* _EXERCISE DETAILS_
Go through the records and show each line where the word "None" occurs.

(Stored records)
════
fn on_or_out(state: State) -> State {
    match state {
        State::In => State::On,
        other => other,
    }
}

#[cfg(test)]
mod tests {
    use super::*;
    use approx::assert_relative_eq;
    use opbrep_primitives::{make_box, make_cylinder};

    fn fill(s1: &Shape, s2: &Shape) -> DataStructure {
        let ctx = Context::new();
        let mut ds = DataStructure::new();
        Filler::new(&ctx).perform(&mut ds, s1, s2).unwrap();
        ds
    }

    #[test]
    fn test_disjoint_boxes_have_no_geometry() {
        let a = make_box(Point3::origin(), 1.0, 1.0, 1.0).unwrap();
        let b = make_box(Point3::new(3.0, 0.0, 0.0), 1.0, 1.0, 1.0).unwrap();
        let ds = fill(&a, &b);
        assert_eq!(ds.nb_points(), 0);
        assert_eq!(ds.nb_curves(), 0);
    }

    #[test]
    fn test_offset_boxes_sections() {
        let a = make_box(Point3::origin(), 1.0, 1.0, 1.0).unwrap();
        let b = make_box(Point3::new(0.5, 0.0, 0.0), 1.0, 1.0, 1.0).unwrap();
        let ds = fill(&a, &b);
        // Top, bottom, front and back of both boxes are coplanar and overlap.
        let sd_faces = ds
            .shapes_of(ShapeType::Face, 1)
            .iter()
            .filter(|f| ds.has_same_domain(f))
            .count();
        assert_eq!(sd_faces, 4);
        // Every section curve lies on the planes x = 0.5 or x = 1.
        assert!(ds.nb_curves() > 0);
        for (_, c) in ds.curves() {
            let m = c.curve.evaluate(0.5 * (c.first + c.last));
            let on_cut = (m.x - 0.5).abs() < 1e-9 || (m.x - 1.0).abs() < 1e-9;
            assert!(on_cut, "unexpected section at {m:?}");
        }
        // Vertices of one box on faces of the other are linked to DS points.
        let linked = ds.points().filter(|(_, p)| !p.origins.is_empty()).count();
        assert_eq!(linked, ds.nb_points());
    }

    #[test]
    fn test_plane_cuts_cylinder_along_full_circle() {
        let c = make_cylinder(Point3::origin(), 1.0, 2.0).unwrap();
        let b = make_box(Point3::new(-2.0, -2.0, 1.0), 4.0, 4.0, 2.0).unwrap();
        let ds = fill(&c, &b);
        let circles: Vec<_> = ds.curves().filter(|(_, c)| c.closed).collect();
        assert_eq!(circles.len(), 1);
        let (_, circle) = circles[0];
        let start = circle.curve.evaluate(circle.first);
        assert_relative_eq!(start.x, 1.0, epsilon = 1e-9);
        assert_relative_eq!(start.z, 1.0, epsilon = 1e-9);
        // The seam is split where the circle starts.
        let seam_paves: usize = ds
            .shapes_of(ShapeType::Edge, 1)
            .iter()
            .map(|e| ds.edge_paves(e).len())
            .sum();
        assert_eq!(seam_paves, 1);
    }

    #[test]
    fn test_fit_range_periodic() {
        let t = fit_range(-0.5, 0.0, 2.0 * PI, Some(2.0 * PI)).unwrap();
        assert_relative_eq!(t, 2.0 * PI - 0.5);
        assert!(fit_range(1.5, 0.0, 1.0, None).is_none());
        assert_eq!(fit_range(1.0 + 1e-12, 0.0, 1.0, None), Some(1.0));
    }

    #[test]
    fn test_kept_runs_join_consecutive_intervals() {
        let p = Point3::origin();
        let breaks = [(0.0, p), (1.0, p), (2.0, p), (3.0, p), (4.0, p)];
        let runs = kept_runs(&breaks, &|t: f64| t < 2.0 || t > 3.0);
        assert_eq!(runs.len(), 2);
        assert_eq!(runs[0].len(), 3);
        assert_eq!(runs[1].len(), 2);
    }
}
════
* _ANSWER BOX_
        assert!(fit_range(1.5, 0.0, 1.0, None).is_none());
        assert_eq!(fit_range(1.0 + 1e-12, 0.0, 1.0, None), Some(1.0));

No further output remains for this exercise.